Scott Alexander Russell (born 1958) is a Canadian sports writer and sportscaster.

Russell's broadcasting career began in 1985 as a reporter for CBC Radio Charlottetown. He has worked on various CBC Sports broadcasts including Hockey Night in Canada from 1989 until 2003, and again from 2005 until now.  

He is the network's top broadcaster for gymnastics and has covered them at the Olympic Games of 1996, 2000, 2004, 2008*, 2012, 2016, and 2020 (delayed by the Covid-19 pandemic until 2021), the 1994 Commonwealth Games and the 1999 Pan American Games.(* - He was the host for the second half of the 2008 Summer Olympics, since the previous host, Ron MacLean's mother died).  

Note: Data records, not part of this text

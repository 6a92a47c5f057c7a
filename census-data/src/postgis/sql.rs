//! SQL text helpers shared by the PostGIS adapter.

use census_core::schema::{
    COLUMN_INFO_TABLE, GEOMETRY_LINKAGE_TABLE, GEOMETRY_RELATION_TABLE,
    GEOMETRY_SOURCE_PROJECTED_TABLE, GEOMETRY_SOURCE_TABLE, TABLE_INFO_TABLE,
};

/// Quote an identifier for interpolation into SQL.
///
/// # Examples
///
/// ```
/// use census_data::postgis::quote_ident;
///
/// assert_eq!(quote_ident("b01_aust_sa1"), "\"b01_aust_sa1\"");
/// assert_eq!(quote_ident("odd\"name"), "\"odd\"\"name\"");
/// ```
pub fn quote_ident(name: &str) -> String {
    format!("\"{}\"", name.replace('"', "\"\""))
}

/// Storage type chosen for an attribute column.
#[derive(Debug, Clone, Copy, PartialEq, Eq)]
pub enum ColumnType {
    /// Every value is an integer without leading zeros.
    BigInt,
    /// Every value is a finite number.
    Double,
    /// Anything else.
    Text,
}

impl ColumnType {
    /// SQL type name.
    pub const fn as_sql(self) -> &'static str {
        match self {
            Self::BigInt => "bigint",
            Self::Double => "double precision",
            Self::Text => "text",
        }
    }
}

fn is_integer(value: &str) -> bool {
    let digits = value.strip_prefix('-').unwrap_or(value);
    let padded = digits.len() > 1 && digits.starts_with('0');
    !padded && value.parse::<i64>().is_ok()
}

fn is_number(value: &str) -> bool {
    value.parse::<f64>().is_ok_and(f64::is_finite)
}

/// Pick the narrowest type holding every non-empty value.
///
/// Codes with leading zeros stay text so they survive a round trip. A column
/// with no values at all is text.
pub fn infer_column_type<'a, I>(values: I) -> ColumnType
where
    I: IntoIterator<Item = &'a str>,
{
    let mut seen = false;
    let mut integer = true;
    let mut number = true;
    for value in values.into_iter().filter(|value| !value.is_empty()) {
        seen = true;
        integer = integer && is_integer(value);
        number = number && is_number(value);
        if !number {
            return ColumnType::Text;
        }
    }
    match (seen, integer, number) {
        (false, _, _) => ColumnType::Text,
        (true, true, _) => ColumnType::BigInt,
        (true, false, true) => ColumnType::Double,
        (true, false, false) => ColumnType::Text,
    }
}

/// Render one row in `COPY ... FROM STDIN` text format.
///
/// Empty cells become NULL.
pub fn copy_line(row: &[String]) -> String {
    let mut line = String::new();
    for (index, cell) in row.iter().enumerate() {
        if index > 0 {
            line.push('\t');
        }
        if cell.is_empty() {
            line.push_str("\\N");
            continue;
        }
        for ch in cell.chars() {
            match ch {
                '\\' => line.push_str("\\\\"),
                '\t' => line.push_str("\\t"),
                '\n' => line.push_str("\\n"),
                '\r' => line.push_str("\\r"),
                other => line.push(other),
            }
        }
    }
    line.push('\n');
    line
}

pub(super) fn catalogue_ddl() -> [String; 6] {
    [
        format!(
            "CREATE TABLE IF NOT EXISTS {TABLE_INFO_TABLE} (
                id bigserial PRIMARY KEY,
                name text NOT NULL UNIQUE,
                metadata_json text NOT NULL DEFAULT '{{}}'
            )"
        ),
        format!(
            "CREATE TABLE IF NOT EXISTS {COLUMN_INFO_TABLE} (
                id bigserial PRIMARY KEY,
                table_info_id bigint NOT NULL REFERENCES {TABLE_INFO_TABLE} (id),
                name text NOT NULL,
                metadata_json text NOT NULL DEFAULT '{{}}'
            )"
        ),
        format!(
            "CREATE TABLE IF NOT EXISTS {GEOMETRY_SOURCE_TABLE} (
                id bigserial PRIMARY KEY,
                table_info_id bigint NOT NULL UNIQUE REFERENCES {TABLE_INFO_TABLE} (id),
                geometry_type text NOT NULL,
                column_name text NOT NULL,
                srid integer NOT NULL,
                gid_column text NOT NULL,
                business_key text
            )"
        ),
        format!(
            "CREATE TABLE IF NOT EXISTS {GEOMETRY_SOURCE_PROJECTED_TABLE} (
                id bigserial PRIMARY KEY,
                geometry_source_id bigint NOT NULL REFERENCES {GEOMETRY_SOURCE_TABLE} (id),
                srid integer NOT NULL,
                column_name text NOT NULL,
                UNIQUE (geometry_source_id, srid)
            )"
        ),
        format!(
            "CREATE TABLE IF NOT EXISTS {GEOMETRY_LINKAGE_TABLE} (
                id bigserial PRIMARY KEY,
                geometry_source_id bigint NOT NULL REFERENCES {GEOMETRY_SOURCE_TABLE} (id),
                geo_column text NOT NULL,
                attribute_table_id bigint NOT NULL REFERENCES {TABLE_INFO_TABLE} (id),
                attr_column text NOT NULL
            )"
        ),
        format!(
            "CREATE TABLE IF NOT EXISTS {GEOMETRY_RELATION_TABLE} (
                id bigserial PRIMARY KEY,
                geo_source_id bigint NOT NULL REFERENCES {GEOMETRY_SOURCE_TABLE} (id),
                overlaps_with_id bigint NOT NULL REFERENCES {GEOMETRY_SOURCE_TABLE} (id)
            )"
        ),
    ]
}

He has also worked as a studio host on coverage for each of the Winter Olympics of 1992, 1998, 2002, 2006, 2010, 2014, 2018, and 2022. 

He has also periodically worked on Canadian Football League games and curling telecasts as a sideline reporter. 

He hosted CBC Sports Saturday from 2003 until 2005. He also hosted CBC's coverage of the 2010 FIFA World Cup and the 2011 FIFA Women's World Cup.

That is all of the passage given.